What this task involves: Return exactly the span of lines that opens with the line containing "the high byte" and closes with the last line of the data, inclusive.

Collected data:
========================================
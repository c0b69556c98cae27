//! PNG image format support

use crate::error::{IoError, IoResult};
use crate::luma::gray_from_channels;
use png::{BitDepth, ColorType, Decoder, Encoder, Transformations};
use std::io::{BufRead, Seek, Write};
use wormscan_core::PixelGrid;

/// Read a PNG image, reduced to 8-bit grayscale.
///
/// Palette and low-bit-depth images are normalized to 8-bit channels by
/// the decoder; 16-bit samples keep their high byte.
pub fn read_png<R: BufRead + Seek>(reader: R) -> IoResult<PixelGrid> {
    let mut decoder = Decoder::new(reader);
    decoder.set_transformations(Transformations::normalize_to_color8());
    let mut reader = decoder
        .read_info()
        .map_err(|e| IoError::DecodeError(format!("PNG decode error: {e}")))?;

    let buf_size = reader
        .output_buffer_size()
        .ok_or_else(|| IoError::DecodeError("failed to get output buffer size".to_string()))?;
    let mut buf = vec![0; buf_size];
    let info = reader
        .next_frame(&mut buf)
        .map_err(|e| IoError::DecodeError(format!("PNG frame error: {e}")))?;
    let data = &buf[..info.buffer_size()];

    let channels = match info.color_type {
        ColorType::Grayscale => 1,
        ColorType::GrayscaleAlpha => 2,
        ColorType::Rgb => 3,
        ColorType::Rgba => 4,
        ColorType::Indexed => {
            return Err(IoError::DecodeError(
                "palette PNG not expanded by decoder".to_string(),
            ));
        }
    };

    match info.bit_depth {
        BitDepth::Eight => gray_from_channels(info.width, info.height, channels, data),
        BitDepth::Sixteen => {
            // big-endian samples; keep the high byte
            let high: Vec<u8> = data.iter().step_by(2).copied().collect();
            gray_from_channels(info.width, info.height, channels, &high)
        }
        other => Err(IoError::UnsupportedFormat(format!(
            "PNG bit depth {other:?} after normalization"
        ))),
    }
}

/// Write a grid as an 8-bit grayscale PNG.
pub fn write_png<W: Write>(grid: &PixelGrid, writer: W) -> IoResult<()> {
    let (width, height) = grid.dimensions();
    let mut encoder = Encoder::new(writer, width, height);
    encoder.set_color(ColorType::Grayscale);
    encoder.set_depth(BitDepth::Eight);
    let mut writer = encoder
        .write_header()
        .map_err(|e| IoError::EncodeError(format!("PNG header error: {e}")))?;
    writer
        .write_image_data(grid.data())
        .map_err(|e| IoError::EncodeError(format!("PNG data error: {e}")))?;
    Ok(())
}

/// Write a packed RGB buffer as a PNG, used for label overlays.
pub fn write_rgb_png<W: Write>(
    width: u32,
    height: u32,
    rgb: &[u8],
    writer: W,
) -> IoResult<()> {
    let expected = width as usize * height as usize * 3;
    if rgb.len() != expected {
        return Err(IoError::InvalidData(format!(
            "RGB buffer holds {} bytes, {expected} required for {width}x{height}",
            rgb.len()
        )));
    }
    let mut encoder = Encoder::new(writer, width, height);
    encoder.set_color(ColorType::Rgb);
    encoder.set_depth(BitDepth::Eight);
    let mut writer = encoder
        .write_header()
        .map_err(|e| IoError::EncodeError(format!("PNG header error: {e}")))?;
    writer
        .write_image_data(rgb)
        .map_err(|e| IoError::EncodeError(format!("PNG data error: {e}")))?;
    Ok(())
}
========================================
Answer section:
            // big-endian samples; keep the high byte
            let high: Vec<u8> = data.iter().step_by(2).copied().collect();
            gray_from_channels(info.width, info.height, channels, &high)
        }
        other => Err(IoError::UnsupportedFormat(format!(
            "PNG bit depth {other:?} after normalization"
        ))),
    }
}

/// Write a grid as an 8-bit grayscale PNG.
pub fn write_png<W: Write>(grid: &PixelGrid, writer: W) -> IoResult<()> {
    let (width, height) = grid.dimensions();
    let mut encoder = Encoder::new(writer, width, height);
    encoder.set_color(ColorType::Grayscale);
    encoder.set_depth(BitDepth::Eight);
    let mut writer = encoder
        .write_header()
        .map_err(|e| IoError::EncodeError(format!("PNG header error: {e}")))?;
    writer
        .write_image_data(grid.data())
        .map_err(|e| IoError::EncodeError(format!("PNG data error: {e}")))?;
    Ok(())
}

/// Write a packed RGB buffer as a PNG, used for label overlays.
pub fn write_rgb_png<W: Write>(
    width: u32,
    height: u32,
    rgb: &[u8],
    writer: W,
) -> IoResult<()> {
    let expected = width as usize * height as usize * 3;
    if rgb.len() != expected {
        return Err(IoError::InvalidData(format!(
            "RGB buffer holds {} bytes, {expected} required for {width}x{height}",
            rgb.len()
        )));
    }
    let mut encoder = Encoder::new(writer, width, height);
    encoder.set_color(ColorType::Rgb);
    encoder.set_depth(BitDepth::Eight);
    let mut writer = encoder
        .write_header()
        .map_err(|e| IoError::EncodeError(format!("PNG header error: {e}")))?;
    writer
        .write_image_data(rgb)
        .map_err(|e| IoError::EncodeError(format!("PNG data error: {e}")))?;
    Ok(())
}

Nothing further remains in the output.